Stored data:

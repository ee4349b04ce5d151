use crate::handlers::{account, order, ws};
use crate::state::AppState;
use axum::{
    routing::{delete, get, post},
    Router,
};
use tower_http::cors::CorsLayer;
use tower_http::trace::TraceLayer;

pub fn create_router(state: AppState) -> Router {
    let api_routes = Router::new()
        .route("/orders", post(order::create_order))
        .route("/orders/:id", delete(order::cancel_order))
        .route("/accounts/:id", get(account::get_account))
        .route("/ws", get(ws::ws_handler));

    Router::new()
        .nest("/v1", api_routes)
        .layer(CorsLayer::permissive())
        .layer(TraceLayer::new_for_http())
        .with_state(state)
}
//! Double spend attack simulation.
//! Simulates concurrent attempts to withdraw and place an order using the same balance,
//! verifying that optimistic locking prevents negative balances.

use rust_decimal::Decimal;
use std::collections::HashMap;
use std::sync::{Arc, Mutex};
use types::account::{Account, AccountType, Balance};
use types::ids::AccountId;

/// Simulates a data store that enforces optimistic locking on Account updates.
pub struct AccountStore {
    accounts: Mutex<HashMap<AccountId, Account>>,
}

#[derive(Debug, PartialEq)]
pub enum StoreError {
    NotFound,
    VersionConflict,
    InsufficientBalance,
}

impl AccountStore {
    pub fn new() -> Self {
        Self {
            accounts: Mutex::new(HashMap::new()),
        }
    }

    pub fn insert(&self, account: Account) {
        self.accounts
            .lock()
            .unwrap()
            .insert(account.account_id, account);
    }

    pub fn get(&self, id: &AccountId) -> Option<Account> {
        self.accounts.lock().unwrap().get(id).cloned()
    }

    /// Attempts to update the account, enforcing the version check.
    pub fn update(&self, mut account: Account) -> Result<(), StoreError> {
        let mut map = self.accounts.lock().unwrap();
        let existing = map.get(&account.account_id).ok_or(StoreError::NotFound)?;

        // Optimistic locking check
        if existing.version != account.version {
            return Err(StoreError::VersionConflict);
        }

        // Increment version on update
        account.version += 1;
        map.insert(account.account_id, account);
        Ok(())
    }
}

impl Default for AccountStore {
    fn default() -> Self {
        Self::new()
    }
}

/// Simulated handler for locking margin (e.g. for placing an order)
pub fn handle_order_placement(
    store: Arc<AccountStore>,
    account_id: AccountId,
    amount: Decimal,
) -> Result<(), StoreError> {
    let mut current_account = store.get(&account_id).ok_or(StoreError::NotFound)?;

    // Check balance
    let balance = current_account
        .get_balance_mut("USDC")
        .ok_or(StoreError::NotFound)?;
    if balance.available < amount {
        return Err(StoreError::InsufficientBalance);
    }

    // Mutate state (lock balance)
    balance.lock(amount);

    // Attempt to persist
    store.update(current_account)
}

/// Simulated handler for withdrawing balance
pub fn handle_withdrawal(
    store: Arc<AccountStore>,
    account_id: AccountId,
    amount: Decimal,
) -> Result<(), StoreError> {
    let mut current_account = store.get(&account_id).ok_or(StoreError::NotFound)?;

    let balance = current_account
        .get_balance_mut("USDC")
        .ok_or(StoreError::NotFound)?;
    if balance.available < amount {
        return Err(StoreError::InsufficientBalance);
    }

    // Mutate state (deduct available)
    // We simulate deduction by locking and then deducting locked
    balance.lock(amount);
    balance.deduct_locked(amount);

    // Attempt to persist
    store.update(current_account)
}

# Required work
Copy all of the entries above exactly as shown.

# Your response
repository ee4349b04ce5d151
use crate::handlers::{account, order, ws};
use crate::state::AppState;
use axum::{
    routing::{delete, get, post},
    Router,
};
use tower_http::cors::CorsLayer;
use tower_http::trace::TraceLayer;

pub fn create_router(state: AppState) -> Router {
    let api_routes = Router::new()
        .route("/orders", post(order::create_order))
        .route("/orders/:id", delete(order::cancel_order))
        .route("/accounts/:id", get(account::get_account))
        .route("/ws", get(ws::ws_handler));

    Router::new()
        .nest("/v1", api_routes)
        .layer(CorsLayer::permissive())
        .layer(TraceLayer::new_for_http())
        .with_state(state)
}
//! Double spend attack simulation.
//! Simulates concurrent attempts to withdraw and place an order using the same balance,
//! verifying that optimistic locking prevents negative balances.

use rust_decimal::Decimal;
use std::collections::HashMap;
use std::sync::{Arc, Mutex};
use types::account::{Account, AccountType, Balance};
use types::ids::AccountId;

/// Simulates a data store that enforces optimistic locking on Account updates.
pub struct AccountStore {
    accounts: Mutex<HashMap<AccountId, Account>>,
}

#[derive(Debug, PartialEq)]
pub enum StoreError {
    NotFound,
    VersionConflict,
    InsufficientBalance,
}

impl AccountStore {
    pub fn new() -> Self {
        Self {
            accounts: Mutex::new(HashMap::new()),
        }
    }

    pub fn insert(&self, account: Account) {
        self.accounts
            .lock()
            .unwrap()
            .insert(account.account_id, account);
    }

    pub fn get(&self, id: &AccountId) -> Option<Account> {
        self.accounts.lock().unwrap().get(id).cloned()
    }

    /// Attempts to update the account, enforcing the version check.
    pub fn update(&self, mut account: Account) -> Result<(), StoreError> {
        let mut map = self.accounts.lock().unwrap();
        let existing = map.get(&account.account_id).ok_or(StoreError::NotFound)?;

        // Optimistic locking check
        if existing.version != account.version {
            return Err(StoreError::VersionConflict);
        }

        // Increment version on update
        account.version += 1;
        map.insert(account.account_id, account);
        Ok(())
    }
}

impl Default for AccountStore {
    fn default() -> Self {
        Self::new()
    }
}

/// Simulated handler for locking margin (e.g. for placing an order)
pub fn handle_order_placement(
    store: Arc<AccountStore>,
    account_id: AccountId,
    amount: Decimal,
) -> Result<(), StoreError> {
    let mut current_account = store.get(&account_id).ok_or(StoreError::NotFound)?;

    // Check balance
    let balance = current_account
        .get_balance_mut("USDC")
        .ok_or(StoreError::NotFound)?;
    if balance.available < amount {
        return Err(StoreError::InsufficientBalance);
    }

    // Mutate state (lock balance)
    balance.lock(amount);

    // Attempt to persist
    store.update(current_account)
}

/// Simulated handler for withdrawing balance
pub fn handle_withdrawal(
    store: Arc<AccountStore>,
    account_id: AccountId,
    amount: Decimal,
) -> Result<(), StoreError> {
    let mut current_account = store.get(&account_id).ok_or(StoreError::NotFound)?;

    let balance = current_account
        .get_balance_mut("USDC")
        .ok_or(StoreError::NotFound)?;
    if balance.available < amount {
        return Err(StoreError::InsufficientBalance);
    }

    // Mutate state (deduct available)
    // We simulate deduction by locking and then deducting locked
    balance.lock(amount);
    balance.deduct_locked(amount);

    // Attempt to persist
    store.update(current_account)
}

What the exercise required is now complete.